In 2013, I learned I was a carrier of BRCA1 faulty gene mutation of 5382insc, placing me at a high risk for breast, ovarian, uterine and pancreatic cancer. After letting this devastating blow set in, I began taking steps to ward off cancer including having both ovaries and uterus removed and placed on a high risk observation program for breast cancer, rotating between MRIS and Mammograms every six months.In early December of 2014, I went in for my routine screening for cancer when I learned my breast care doctor has taken an unexpected leave and not returning. I would need to locate a new doctor for treatment.Four months later, On April 23, 2014, my breast care specialist doctor, Dr. Corgan, died of breast cancer herself… in her 40’s of the very disease she was protecting me from. It was a bit too ironic, what are the chances of me being a carrier for BRCA one gene mutation and my own breast care doctor dying of breast cancer herself in her 40s. Her death was the nudge I needed to move forward with surgery to ward off breast cancer.I heard about Emory Winship Cancer Institute through a radio ad and began interviewing new doctors; My new doctor was fantastic and I trusted him instantly; we began working closely together for the next steps on my mastectomy; It would be a series of three surgeries, with the first one lasting about four hours. We decided to schedule the first surgery in November, and I would use the upcoming months to prepare for the invasive procedures.With the first surgery four hours long, I became hyper-focused on building up my lung capacity and decided becoming a serious runner would be the best path forward. I hired a running coach to help me with form and worked with a personal trainer to help me get in the best shape possible. I have not stopped running since.
What is a BRCA Gene
BRCA1 and BRCA2 are human genes that produce tumor suppressor proteins. These proteins help repair damaged DNA and, therefore, play a role in ensuring the stability of each cell’s genetic material. When either of these genes is mutated, or altered, such that its protein product is not made or does not function correctly, DNA damage may not be repaired properly. As a result, cells are more likely to develop additional genetic alterations that can lead to cancer.People who have inherited mutations in BRCA1 and BRCA2 tend to develop breast and ovarian cancers at younger ages than people who do not have these mutations.For those of an Ashkenazi Jewish descent like me, our risk is 10X more likely than others to have this gene.Having a BRCA gene mutation is rare; According to Susan G Komen, less than 1% of our population has it.
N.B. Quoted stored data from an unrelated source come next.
use std::fmt;
use std::sync::OnceLock;

use camino::{Utf8Path, Utf8PathBuf};

use crate::error::IngestError;

#[derive(Debug, Clone, Copy, PartialEq, Eq, Hash, PartialOrd, Ord)]
pub struct GridPosition {
    pub column: u32,
    pub row: u32,
}

impl GridPosition {
    pub fn new(column: u32, row: u32) -> Self {
        Self { column, row }
    }
}

impl fmt::Display for GridPosition {
    fn fmt(&self, f: &mut fmt::Formatter<'_>) -> fmt::Result {
        write!(f, "({}, {})", self.column, self.row)
    }
}

/// The pixel size is read from the image header the first time [`Tile::size`]
/// is called and cached for the lifetime of the value. The outcome of that read,
/// success or failure, is computed at most once even when the tile is shared
/// between threads.
#[derive(Debug, Clone)]
pub struct Tile {
    position: GridPosition,
    zoom: u32,
    path: Utf8PathBuf,
    slice: Option<u32>,
    size: OnceLock<Result<(u32, u32), String>>,
}

impl Tile {
    pub fn new(position: GridPosition, zoom: u32, path: Utf8PathBuf, slice: Option<u32>) -> Self {
        Self {
            position,
            zoom,
            path,
            slice,
            size: OnceLock::new(),
        }
    }

    pub fn with_size(
        position: GridPosition,
        zoom: u32,
        path: Utf8PathBuf,
        slice: Option<u32>,
        size: (u32, u32),
    ) -> Self {
        let tile = Self::new(position, zoom, path, slice);
        let _ = tile.size.set(Ok(size));
        tile
    }

    pub fn position(&self) -> GridPosition {
        self.position
    }

    pub fn zoom(&self) -> u32 {
        self.zoom
    }

    pub fn path(&self) -> &Utf8Path {
        &self.path
    }

    pub fn slice(&self) -> Option<u32> {
        self.slice
    }

    pub fn size(&self) -> Result<(u32, u32), IngestError> {
        self.size
            .get_or_init(|| {
                tracing::debug!(path = %self.path, "reading tile image header");
                image::image_dimensions(self.path.as_std_path()).map_err(|err| err.to_string())
            })
            .clone()
            .map_err(|message| IngestError::TileDecode {
                path: self.path.clone().into_std_path_buf(),
                message,
            })
    }
}

impl PartialEq for Tile {
    fn eq(&self, other: &Self) -> bool {
        self.position == other.position
            && self.zoom == other.zoom
            && self.path == other.path
            && self.slice == other.slice
    }
}

impl Eq for Tile {}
The BRCA gene is need of serious rebranding. Yes, the faulty BRCA impacts women, but it affects men too. The implications to my two boys if they inherited the gene will result in a much higher risk of developing male breast cancer, pancreatic cancer and a more aggressive prostate cancer.. and because of this, I am a huge supporter of companies that can help guide our medical community into precision medicine such as 23andMe and Myriad Genetics. Movember shared a study that ovarian cancer drug may help with prostate cancer.